Иван Крастев: «2019 год в России — это бунт родителей против ценностей их детей»

Известный болгарский политолог — о России и Европе на шатком переломе их отношений и понимания самих себя

текст: Михаил Комин, Арнольд Хачатуров
Detailed_picture© Александр Миридонов / Коммерсантъ

Иван Крастев, один из главных европейских политологов современности, приезжал в марте в Москву для участия в дискуссии «Куда идет Европа? Либеральная демократия в кризисе?», которую организовал Международный Мемориал при поддержке представительства Европейского союза в России.

Михаил Комин и Арнольд Хачатуров воспользовались случаем, чтобы поговорить с Крастевым о крайне изменчивой политической ситуации на оси Россия — Европа, об этнизации политики и о том, как элита и общество расходятся в России в противоположные стороны.



— В своей книге «После Европы» вы пишете о главных вызовах, с которыми столкнулся Евросоюз за последнее время: интеграционный кризис, приток мигрантов и так далее. Эти кризисы нередко приводят к власти популистов. Как вам кажется, какие социальные и экономические причины лежат в основе этих явлений?

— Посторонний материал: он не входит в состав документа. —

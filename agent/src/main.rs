//! Sentinel Agent - offline-first location sync and geofence alerting.
//!
//! Runs the sync workers and alert dispatcher for the configured devices
//! and serves the local control API.

use std::sync::Arc;

use sentinel_agent::alerts::{LogChannel, NotificationChannel, WebhookChannel};
use sentinel_agent::config::Config;
use sentinel_agent::remote::HttpRemoteStore;
use sentinel_agent::store::LocalEventStore;
use sentinel_agent::summary::{HttpSummarizer, Summarizer};
use sentinel_agent::{Agent, AgentParts};
use sentinel_engine::GeofenceSet;
use tower_http::cors::{Any, CorsLayer};
use tower_http::trace::TraceLayer;
use tracing_subscriber::{layer::SubscriberExt, util::SubscriberInitExt};

#[tokio::main]
async fn main() -> Result<(), Box<dyn std::error::Error>> {
    // Initialize tracing
    tracing_subscriber::registry()
        .with(
            tracing_subscriber::EnvFilter::try_from_default_env()
                .unwrap_or_else(|_| "sentinel_agent=debug,tower_http=debug".into()),
        )
        .with(tracing_subscriber::fmt::layer())
        .init();

    // Load configuration
    dotenvy::dotenv().ok();
    let config = Config::from_env()?;

    tracing::info!(
        "Starting Sentinel Agent on {}:{} for {} device(s)",
        config.host,
        config.port,
        config.device_ids.len()
    );

    let geofences = match &config.geofences_path {
        Some(path) => {
            let json = tokio::fs::read_to_string(path).await?;
            let set = GeofenceSet::from_json(&json)?;
            tracing::info!(count = set.len(), path = %path.display(), "Loaded geofences");
            set
        }
        None => {
            tracing::warn!("No GEOFENCES_PATH set, running without geofences");
            GeofenceSet::new()
        }
    };

    // Open the local store and run migrations
    tracing::info!("Opening local store...");
    let store = Arc::new(LocalEventStore::open(&config.database_url, config.max_local_records).await?);

    let remote = Arc::new(HttpRemoteStore::new(&config.remote_url, config.request_timeout)?);
    let channel: Arc<dyn NotificationChannel> = match &config.notify_webhook_url {
        Some(url) => Arc::new(WebhookChannel::new(url, config.request_timeout)?),
        None => Arc::new(LogChannel),
    };
    let summarizer: Option<Arc<dyn Summarizer>> = match &config.summary_url {
        Some(url) => Some(Arc::new(HttpSummarizer::new(url, config.request_timeout)?)),
        None => None,
    };

    let agent = Agent::start(
        &config,
        store,
        AgentParts {
            remote,
            channel,
            summarizer,
            geofences,
        },
    )
    .await?;

    // Build router
    let app = agent
        .router()
        .layer(TraceLayer::new_for_http())
        .layer(
            CorsLayer::new()
                .allow_origin(Any)
                .allow_methods(Any)
                .allow_headers(Any),
        );

    // Start server
    let addr = format!("{}:{}", config.host, config.port);
    let listener = tokio::net::TcpListener::bind(&addr).await?;
    tracing::info!("Control API listening on {}", addr);

    axum::serve(listener, app)
        .with_graceful_shutdown(async {
            if let Err(e) = tokio::signal::ctrl_c().await {
                tracing::error!(error = %e, "Failed to listen for shutdown signal");
            }
            tracing::info!("Shutdown signal received");
        })
        .await?;

    agent.shutdown().await;
    Ok(())
}
//! Reconciliation of remote changes into the local view.
//!
//! Location samples are keyed per device and sequence, so samples from
//! different devices never conflict. Transition events compete for a slot
//! `(geofence_id, kind)`: the shared "latest transition" for that geofence.
//!
//! # Algorithm
//!
//! 1. Order remote changes by version
//! 2. Merge every remote and local-pending transition into its slot, keeping
//!    the maximum by (triggered_at, device_id, confidence, source seq)
//! 3. Merge remote samples into the per-device latest location
//! 4. A local pending transition whose slot is now held by a different
//!    device's event is reported as a conflict
//!
//! Taking a maximum is commutative and idempotent, so applying the same
//! changes in any order, or twice, yields the same view.

use crate::{
    DeviceId, GeofenceId, LocalId, LocationSample, RecordBody, RemoteId, RemoteVersion,
    SyncRecord, TransitionEvent, TriggerKind,
};
use serde::{Deserialize, Serialize};
use std::cmp::Ordering;
use std::collections::BTreeMap;

/// A record learned from the remote store.
#[derive(Debug, Clone, PartialEq, Serialize, Deserialize)]
#[serde(rename_all = "camelCase")]
pub struct RemoteChange {
    pub version: RemoteVersion,
    pub remote_id: RemoteId,
    pub body: RecordBody,
}

/// Outcome of merging a single transition into the view.
#[derive(Debug, Clone, PartialEq)]
pub enum MergeOutcome {
    /// Slot was empty
    Inserted,
    /// Incoming event replaced the previous winner
    Replaced(TransitionEvent),
    /// Existing winner kept
    Kept,
    /// Identical to the current winner
    Duplicate,
}

/// Total order used for last-writer-wins.
fn compare(a: &TransitionEvent, b: &TransitionEvent) -> Ordering {
    a.stamp()
        .cmp(&b.stamp())
        .then_with(|| a.confidence.cmp(&b.confidence))
        .then_with(|| a.source_sample_seq.cmp(&b.source_sample_seq))
}

/// The reconciled picture of shared state: last writer per transition slot
/// and the latest known location of every device.
#[derive(Debug, Clone, Default, PartialEq, Serialize, Deserialize)]
#[serde(rename_all = "camelCase")]
pub struct TransitionView {
    /// Using BTreeMap for deterministic ordering
    #[serde(default)]
    slots: BTreeMap<GeofenceId, BTreeMap<TriggerKind, TransitionEvent>>,
    #[serde(default)]
    last_locations: BTreeMap<DeviceId, LocationSample>,
}

impl TransitionView {
    pub fn new() -> Self {
        Self::default()
    }

    /// Current winner for a slot.
    pub fn winner(&self, geofence_id: &str, kind: TriggerKind) -> Option<&TransitionEvent> {
        self.slots.get(geofence_id)?.get(&kind)
    }

    /// Latest known sample for a device.
    pub fn latest_location(&self, device_id: &str) -> Option<&LocationSample> {
        self.last_locations.get(device_id)
    }

    /// All slot winners, in (geofence, kind) order.
    pub fn winners(&self) -> impl Iterator<Item = &TransitionEvent> {
        self.slots.values().flat_map(|kinds| kinds.values())
    }

    pub fn slot_count(&self) -> usize {
        self.slots.values().map(|kinds| kinds.len()).sum()
    }

    /// Merge a transition into its slot.
    pub fn merge_transition(&mut self, event: TransitionEvent) -> MergeOutcome {
        let kinds = self.slots.entry(event.geofence_id.clone()).or_default();
        match kinds.get(&event.kind) {
            None => {
                kinds.insert(event.kind, event);
                MergeOutcome::Inserted
            }
            Some(current) => match compare(&event, current) {
                Ordering::Greater => {
                    let previous = kinds.insert(event.kind, event);
                    match previous {
                        Some(previous) => MergeOutcome::Replaced(previous),
                        None => MergeOutcome::Inserted,
                    }
                }
                Ordering::Equal => MergeOutcome::Duplicate,
                Ordering::Less => MergeOutcome::Kept,
            },
        }
    }

    /// Merge a sample; the highest sequence per device wins.
    pub fn merge_sample(&mut self, sample: LocationSample) -> bool {
        match self.last_locations.get(&sample.device_id) {
            Some(current) if current.sequence_number >= sample.sequence_number => false,
            _ => {
                self.last_locations.insert(sample.device_id.clone(), sample);
                true
            }
        }
    }

    /// Whether `event` lost its slot to another device's event.
    pub fn superseded_by_other_device(&self, event: &TransitionEvent) -> Option<&TransitionEvent> {
        let winner = self.winner(&event.geofence_id, event.kind)?;
        if winner.device_id != event.device_id && compare(winner, event) == Ordering::Greater {
            Some(winner)
        } else {
            None
        }
    }
}

/// A local pending transition that lost last-writer-wins.
#[derive(Debug, Clone, PartialEq)]
pub struct Conflict {
    pub local_id: LocalId,
    pub local: TransitionEvent,
    pub winner: TransitionEvent,
}

impl Conflict {
    pub fn reason(&self) -> String {
        format!(
            "superseded by {} at {} from device '{}'",
            self.winner.kind, self.winner.triggered_at, self.winner.device_id
        )
    }
}

/// Result of reconciliation.
#[derive(Debug, Clone, Default, PartialEq)]
pub struct ReconcileResult {
    /// Remote changes that altered the view
    pub applied_remote: Vec<RemoteId>,
    /// Remote changes that lost or were already known
    pub ignored_remote: Vec<RemoteId>,
    /// Every remote transition, in version order, for alert dispatch
    pub remote_transitions: Vec<TransitionEvent>,
    /// Local pending transitions that lost their slot
    pub conflicts: Vec<Conflict>,
    /// Highest remote version seen
    pub max_version: Option<RemoteVersion>,
}

/// Merges remote changes and local pending records into a view.
pub struct Reconciler {
    local_device_id: DeviceId,
    view: TransitionView,
}

impl Reconciler {
    pub fn new(local_device_id: impl Into<DeviceId>, view: TransitionView) -> Self {
        Self {
            local_device_id: local_device_id.into(),
            view,
        }
    }

    /// Reconcile local pending records with remote changes.
    ///
    /// Returns the reconciliation result and the final view.
    pub fn reconcile(
        mut self,
        local_pending: &[SyncRecord],
        mut remote: Vec<RemoteChange>,
    ) -> (ReconcileResult, TransitionView) {
        let mut result = ReconcileResult::default();

        remote.sort_by(|a, b| {
            a.version
                .cmp(&b.version)
                .then_with(|| a.remote_id.cmp(&b.remote_id))
        });

        for change in remote {
            result.max_version = Some(
                result
                    .max_version
                    .map_or(change.version, |v| v.max(change.version)),
            );

            let changed = match change.body {
                RecordBody::Sample(sample) => self.view.merge_sample(sample),
                RecordBody::Transition(event) => {
                    result.remote_transitions.push(event.clone());
                    matches!(
                        self.view.merge_transition(event),
                        MergeOutcome::Inserted | MergeOutcome::Replaced(_)
                    )
                }
            };

            if changed {
                result.applied_remote.push(change.remote_id);
            } else {
                result.ignored_remote.push(change.remote_id);
            }
        }

        let local_transitions: Vec<_> = local_pending
            .iter()
            .filter(|r| r.is_pending() && r.device_id == self.local_device_id)
            .filter_map(|r| r.body.as_transition().map(|t| (r.local_id, t)))
            .collect();

        for (_, event) in &local_transitions {
            self.view.merge_transition((*event).clone());
        }

        for (local_id, event) in local_transitions {
            if let Some(winner) = self.view.superseded_by_other_device(event) {
                result.conflicts.push(Conflict {
                    local_id,
                    local: event.clone(),
                    winner: winner.clone(),
                });
            }
        }

        (result, self.view)
    }
}
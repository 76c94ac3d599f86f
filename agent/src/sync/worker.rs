//! The per-device sync worker.
//!
//! One long-lived task per device drives its [`SyncMachine`] through
//! pull, reconcile and push. Network calls are the only suspension points
//! that can block for long, and every one runs under a timeout. Pushed
//! records are committed locally only after the remote store acknowledged
//! them.

use std::future::Future;
use std::sync::Arc;
use std::time::Duration;

use sentinel_engine::{
    commit_batch, BackoffPolicy, DeviceId, Reconciler, RemoteChange, StageFailure, SyncMachine,
    SyncPhase, SyncRecord, SyncTrigger,
};
use tokio::sync::watch;
use tokio::task::JoinHandle;

use super::DeviceHandle;
use crate::alerts::DispatcherHandle;
use crate::identity::{Credential, IdentityProvider};
use crate::{jitter_sample, now_ms};
use crate::remote::{RemoteError, RemoteStore};
use crate::store::{LocalEventStore, StoreError};

/// Sync worker settings.
#[derive(Debug, Clone)]
pub struct WorkerConfig {
    /// Time between cycles when nothing else triggers one
    pub interval: Duration,
    pub push_batch_size: usize,
    pub pull_page_size: u32,
    pub request_timeout: Duration,
    pub backoff: BackoffPolicy,
    /// How often reachability is probed during backoff
    pub probe_interval: Duration,
}

impl Default for WorkerConfig {
    fn default() -> Self {
        Self {
            interval: Duration::from_secs(60),
            push_batch_size: 50,
            pull_page_size: 200,
            request_timeout: Duration::from_secs(10),
            backoff: BackoffPolicy::default(),
            probe_interval: Duration::from_secs(15),
        }
    }
}

/// What one successful cycle did.
#[derive(Debug, Clone, Default, PartialEq, Eq)]
pub struct CycleReport {
    /// Remote changes fetched
    pub pulled: usize,
    /// Remote changes that altered the view
    pub applied: usize,
    /// Local transitions marked Conflicted
    pub conflicts: usize,
    /// Records acknowledged and marked Synced
    pub pushed: usize,
    /// Records rejected and marked Failed
    pub failed: usize,
}

pub struct SyncWorker {
    device_id: DeviceId,
    config: WorkerConfig,
    store: Arc<LocalEventStore>,
    remote: Arc<dyn RemoteStore>,
    identity: Arc<dyn IdentityProvider>,
    alerts: DispatcherHandle,
    handle: Arc<DeviceHandle>,
    machine: SyncMachine,
}
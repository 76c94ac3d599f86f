//! Geofence definitions.
//!
//! Geofences are owned by the account configuration and are read-only to the
//! engine. A [`GeofenceSet`] is ordered by id so evaluation visits fences in
//! a stable order.

use crate::{error::Result, Coordinate, Error, GeofenceId, Severity};
use serde::{Deserialize, Serialize};
use std::collections::BTreeMap;

/// What a geofence fires on. Also the kind of a transition event.
#[derive(Debug, Clone, Copy, PartialEq, Eq, PartialOrd, Ord, Hash, Serialize, Deserialize)]
#[serde(rename_all = "lowercase")]
pub enum TriggerKind {
    Enter,
    Exit,
    Dwell,
}

impl TriggerKind {
    pub fn as_str(&self) -> &'static str {
        match self {
            Self::Enter => "enter",
            Self::Exit => "exit",
            Self::Dwell => "dwell",
        }
    }
}

impl std::fmt::Display for TriggerKind {
    fn fmt(&self, f: &mut std::fmt::Formatter<'_>) -> std::fmt::Result {
        f.write_str(self.as_str())
    }
}

/// A named circular region.
#[derive(Debug, Clone, PartialEq, Serialize, Deserialize)]
#[serde(rename_all = "camelCase")]
pub struct Geofence {
    pub id: GeofenceId,
    /// Human-readable name used in alert text
    #[serde(default)]
    pub label: String,
    pub center: Coordinate,
    pub radius_meters: f64,
    pub kind: TriggerKind,
    /// Required for dwell geofences
    #[serde(default, skip_serializing_if = "Option::is_none")]
    pub dwell_seconds: Option<u64>,
    #[serde(default)]
    pub severity: Severity,
}

impl Geofence {
    /// Create a geofence firing on `kind`.
    pub fn new(
        id: impl Into<GeofenceId>,
        center: Coordinate,
        radius_meters: f64,
        kind: TriggerKind,
    ) -> Self {
        Self {
            id: id.into(),
            label: String::new(),
            center,
            radius_meters,
            kind,
            dwell_seconds: None,
            severity: Severity::default(),
        }
    }

    /// Create a dwell geofence.
    pub fn dwell(
        id: impl Into<GeofenceId>,
        center: Coordinate,
        radius_meters: f64,
        dwell_seconds: u64,
    ) -> Self {
        let mut fence = Self::new(id, center, radius_meters, TriggerKind::Dwell);
        fence.dwell_seconds = Some(dwell_seconds);
        fence
    }

    pub fn with_label(mut self, label: impl Into<String>) -> Self {
        self.label = label.into();
        self
    }

    pub fn with_severity(mut self, severity: Severity) -> Self {
        self.severity = severity;
        self
    }

    /// Label if set, otherwise the id.
    pub fn display_name(&self) -> &str {
        if self.label.is_empty() {
            &self.id
        } else {
            &self.label
        }
    }

    /// Whether a position lies inside (or on the boundary of) this fence.
    pub fn contains(&self, point: &Coordinate) -> bool {
        self.center.distance_to(point) <= self.radius_meters
    }

    pub fn validate(&self) -> Result<()> {
        let invalid = |reason: &str| Error::InvalidGeofence {
            id: self.id.clone(),
            reason: reason.to_string(),
        };

        if self.id.is_empty() {
            return Err(invalid("empty id"));
        }
        self.center
            .validate()
            .map_err(|_| invalid("center out of range"))?;
        if !self.radius_meters.is_finite() || self.radius_meters <= 0.0 {
            return Err(invalid("radius must be positive"));
        }
        if self.kind == TriggerKind::Dwell && self.dwell_seconds.is_none() {
            return Err(invalid("dwell geofence requires dwellSeconds"));
        }
        Ok(())
    }
}

/// The geofences configured for an account, keyed by id.
#[derive(Debug, Clone, Default, PartialEq, Serialize, Deserialize)]
pub struct GeofenceSet {
    fences: BTreeMap<GeofenceId, Geofence>,
}

impl GeofenceSet {
    pub fn new() -> Self {
        Self {
            fences: BTreeMap::new(),
        }
    }

    /// Add a geofence after validating it.
    pub fn insert(&mut self, fence: Geofence) -> Result<()> {
        fence.validate()?;
        if self.fences.contains_key(&fence.id) {
            return Err(Error::DuplicateGeofence(fence.id));
        }
        self.fences.insert(fence.id.clone(), fence);
        Ok(())
    }

    /// Builder-style insert.
    pub fn with_fence(mut self, fence: Geofence) -> Result<Self> {
        self.insert(fence)?;
        Ok(self)
    }

    pub fn get(&self, id: &str) -> Option<&Geofence> {
        self.fences.get(id)
    }

    pub fn contains(&self, id: &str) -> bool {
        self.fences.contains_key(id)
    }

    /// Fences in id order.
    pub fn iter(&self) -> impl Iterator<Item = &Geofence> {
        self.fences.values()
    }

    pub fn len(&self) -> usize {
        self.fences.len()
    }

    pub fn is_empty(&self) -> bool {
        self.fences.is_empty()
    }

    /// Parse a JSON array of geofences.
    pub fn from_json(json: &str) -> Result<Self> {
        let fences: Vec<Geofence> = serde_json::from_str(json).map_err(|e| {
            Error::InvalidGeofence {
                id: String::new(),
                reason: e.to_string(),
            }
        })?;

        let mut set = Self::new();
        for fence in fences {
            set.insert(fence)?;
        }
        Ok(set)
    }
}

#[cfg(test)]
mod tests {
    use super::*;

    fn center() -> Coordinate {
        Coordinate::new(40.7128, -74.0060)
    }

    #[test]
    fn contains_uses_radius() {
        let fence = Geofence::new("office", center(), 100.0, TriggerKind::Enter);
        assert!(fence.contains(&center()));
        // ~0.001 deg latitude is ~111 m
        assert!(!fence.contains(&Coordinate::new(40.7138, -74.0060)));
        assert!(fence.contains(&Coordinate::new(40.7135, -74.0060)));
    }

    #[test]
    fn dwell_requires_seconds() {
        let mut fence = Geofence::new("park", center(), 50.0, TriggerKind::Dwell);
        assert!(fence.validate().is_err());
        fence.dwell_seconds = Some(60);
        assert!(fence.validate().is_ok());
    }

    #[test]
    fn rejects_bad_radius() {
        let fence = Geofence::new("x", center(), 0.0, TriggerKind::Exit);
        assert!(matches!(
            fence.validate(),
            Err(Error::InvalidGeofence { .. })
        ));
    }

    #[test]
    fn set_rejects_duplicates() {
        let mut set = GeofenceSet::new();
        set.insert(Geofence::new("a", center(), 10.0, TriggerKind::Enter))
            .unwrap();
        let err = set
            .insert(Geofence::new("a", center(), 20.0, TriggerKind::Exit))
            .unwrap_err();
        assert_eq!(err, Error::DuplicateGeofence("a".into()));
    }

    #[test]
    fn iteration_is_ordered_by_id() {
        let set = GeofenceSet::new()
            .with_fence(Geofence::new("zoo", center(), 10.0, TriggerKind::Enter))
            .unwrap()
            .with_fence(Geofence::new("airport", center(), 10.0, TriggerKind::Enter))
            .unwrap();
        let ids: Vec<_> = set.iter().map(|f| f.id.as_str()).collect();
        assert_eq!(ids, vec!["airport", "zoo"]);
    }

    #[test]
    fn from_json_with_defaults() {
        let json = r#"[
            {"id": "home", "label": "Home", "center": {"latitude": 1.0, "longitude": 2.0},
             "radiusMeters": 100.0, "kind": "enter"},
            {"id": "school", "center": {"latitude": 1.0, "longitude": 2.1},
             "radiusMeters": 80.0, "kind": "dwell", "dwellSeconds": 300, "severity": "critical"}
        ]"#;
        let set = GeofenceSet::from_json(json).unwrap();
        assert_eq!(set.len(), 2);
        assert_eq!(set.get("home").unwrap().severity, Severity::Warning);
        assert_eq!(set.get("school").unwrap().dwell_seconds, Some(300));
        assert_eq!(set.get("school").unwrap().display_name(), "school");
        assert_eq!(set.get("home").unwrap().display_name(), "Home");
    }

    #[test]
    fn from_json_rejects_invalid_fence() {
        let json = r#"[{"id": "bad", "center": {"latitude": 1.0, "longitude": 2.0},
                        "radiusMeters": 10.0, "kind": "dwell"}]"#;
        assert!(GeofenceSet::from_json(json).is_err());
    }
}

— В популизме, конечно, есть и общие тренды, но в то же время разные популистские идеи и партии сильно различаются между собой. У меня есть любимая швейцарская шутка про трех мальчиков. Немецкий, французский и швейцарский мальчики обсуждают, откуда берутся дети. Немецкий мальчик говорит — с неба, французский мальчик говорит, что все это случается в спальне, швейцарский мальчик говорит — не надо так обобщать, все происходит по-разному от кантона к кантону. Так же происходит и с популизмом: внешние сходства скрывают существенные различия. И причины, которые приводят к популистскому взрыву, также различны. Было одно гарвардское исследование о том, что экономика, конечно, во многом определяет то, как люди смотрят на мир (финансовый кризис в этом смысле был очень важным событием), но культурные факторы все равно лучше объясняют происходящее. Например, то, что происходит сейчас в Польше, одними лишь экономическими причинами объяснить невозможно. В отличие от Италии или Испании, в последние 10 лет в Польше был довольно сильный рост. Более 75% поляков говорят о том, что довольны экономическим состоянием страны. Поэтому очень часто не экономика, а культурные войны объясняют рост популизма.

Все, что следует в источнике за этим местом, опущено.